1. 24
  1.  

  2. 33

    I think this disadvantage:

    Debugging is harder

    hides an important problem of this approach: the results aren’t reproducible. This is the main reason why you want to start from a clean state – not because it makes it a fair test (real-world usage is rarely fair, after all) but because it guarantees that the entire system state, and thus any subsequent behaviour that depends on it, is under your control.

    (“The entire system state” is, of course, limited by what your test suite includes – I’ve certainly seen test suites that worked on one system and failed on another and it eventually boiled down to different libsomething versions or whatever).

    Otherwise, if a test crashes on Monday’s night automated test run, but not on Tuesday’s night automated test run, you don’t know if that’s because the bug fix you attempted on Tuesday morning really fixed it, or because someone else pushed another feature whose test runs before yours and it just happens to make whatever garbage was in the database go away.

    This also guarantees that, if a test crashes on the Monday night CI run, whoever has to fix in Tuesday morning has to run just that one test, not the whole test suite up to the failing test (since the database isn’t cleared between tests, there’s no reason to assume that whatever you’re left with at the end of the whole run is actually relevant).
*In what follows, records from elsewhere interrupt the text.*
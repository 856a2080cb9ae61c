use std::fmt::{Display, Formatter};
use std::path::PathBuf;

/// Result type used by the engine crate.
pub type Result<T> = std::result::Result<T, EngineError>;

/// Errors produced by engine commands, timeline edits and persistence.
#[derive(Debug)]
pub enum EngineError {
    /// The backend job was rejected or could not be run.
    BackendCallFailed {
        message: String,
    },
    /// An edit referenced clips that do not match the current timeline.
    InvalidTimelineState {
        reason: String,
    },
    /// A stored value failed to parse or violates timeline ordering.
    MalformedPersistedState {
        key: &'static str,
        reason: String,
    },
    InputNotSelected,
    StoreIo {
        context: &'static str,
        path: PathBuf,
        source: std::io::Error,
    },
    StoreSerialization {
        path: PathBuf,
        source: serde_json::Error,
    },
    Detector(detector_process::DetectorError),
}

impl Display for EngineError {
    fn fmt(&self, f: &mut Formatter<'_>) -> std::fmt::Result {
        match self {
            Self::BackendCallFailed { message } => write!(f, "backend call failed: {message}"),
            Self::InvalidTimelineState { reason } => {
                write!(f, "invalid timeline state: {reason}")
            }
            Self::MalformedPersistedState { key, reason } => {
                write!(f, "malformed persisted state under `{key}`: {reason}")
            }
            Self::InputNotSelected => write!(f, "no input video selected"),
            Self::StoreIo {
                context,
                path,
                source,
            } => write!(f, "{context}: {} ({source})", path.display()),
            Self::StoreSerialization { path, source } => {
                write!(
                    f,
                    "store serialization/deserialization failed at {} ({source})",
                    path.display()
                )
            }
            Self::Detector(err) => write!(f, "detector error: {err}"),
        }
    }
}

impl std::error::Error for EngineError {
    fn source(&self) -> Option<&(dyn std::error::Error + 'static)> {
        match self {
            Self::StoreIo { source, .. } => Some(source),
            Self::StoreSerialization { source, .. } => Some(source),
            Self::Detector(err) => Some(err),
            _ => None,
        }
    }
}

impl From<detector_process::DetectorError> for EngineError {
    fn from(value: detector_process::DetectorError) -> Self {
        Self::Detector(value)
    }
}
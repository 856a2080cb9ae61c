use std::fmt::{Display, Formatter};

/// Result type used by this crate.
pub type Result<T> = std::result::Result<T, DetectorError>;

/// Error type for running the detector executable.
#[derive(Debug)]
pub enum DetectorError {
    Io {
        context: &'static str,
        source: std::io::Error,
    },
    CommandFailed {
        command: String,
        status: std::process::ExitStatus,
        stderr: String,
    },
    MissingResult {
        command: String,
        stderr: String,
    },
    Parse {
        context: &'static str,
        value: String,
    },
}

impl Display for DetectorError {
    fn fmt(&self, f: &mut Formatter<'_>) -> std::fmt::Result {
        match self {
            Self::Io { context, source } => {
                write!(f, "{context}: {source}")
            }
            Self::CommandFailed {
                command,
                status,
                stderr,
            } => {
                write!(
                    f,
                    "command failed ({status}): {command}; stderr: {}",
                    stderr.trim()
                )
            }
            Self::MissingResult { command, stderr } => {
                write!(
                    f,
                    "detector exited without a result: {command}; stderr: {}",
                    stderr.trim()
                )
            }
            Self::Parse { context, value } => {
                write!(f, "parse error ({context}): {value}")
            }
        }
    }
}

impl std::error::Error for DetectorError {
    fn source(&self) -> Option<&(dyn std::error::Error + 'static)> {
        match self {
            Self::Io { source, .. } => Some(source),
            _ => None,
        }
    }
}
    I’ve been bit by this once – I got a bug report about a crashing test, and it was revealed because a previous test didn’t clear the system state (it didn’t clear some packet counters, which caused a whole number of improbable interactions and eventually caused a pointer in an array of pointers (not the same one each time) to point into garbage land. Sometimes. Depending on some counter values, and there were a few hundred counters. A subsequent test would, much later, cause the code to dereference one of those pointers and boom. Fortunately it dereferenced all of them, since it looped over the whole array, so at least it was the same test failing all the time, but that was just a happy accident.)

    On the one hand, that did reveal a nasty bug. On the other hand the test suite had several thousand test cases,it took almost 14 hours to run, and about 8 hours to see the crash. It took me almost two weeks just to get it to happen without waiting for 8 hours, so that I might actually confirm it’s fixed.

    Edit: oh yeah, got sucked into my own story and nearly forgot.

    There is definitely an argument to be made for the fact that you should test your code against bad data. Lots and lots of automated test suites verify functionality by building up a valid system state, and then verifying that the running the system with that state produces the expected (“valid”) outcome. That’s great but getting code to run correctly on correct data isn’t that hard, it’s that pesky invalid data that makes it choke.

    But in order for this to be valuable in terms of debugging and validation, it has to be reproducible bad data. Early in the development process you can probably crash anything by piping /dev/urandom into it, but getting /dev/urandom to produce the same data on two machines is hopefully very difficult.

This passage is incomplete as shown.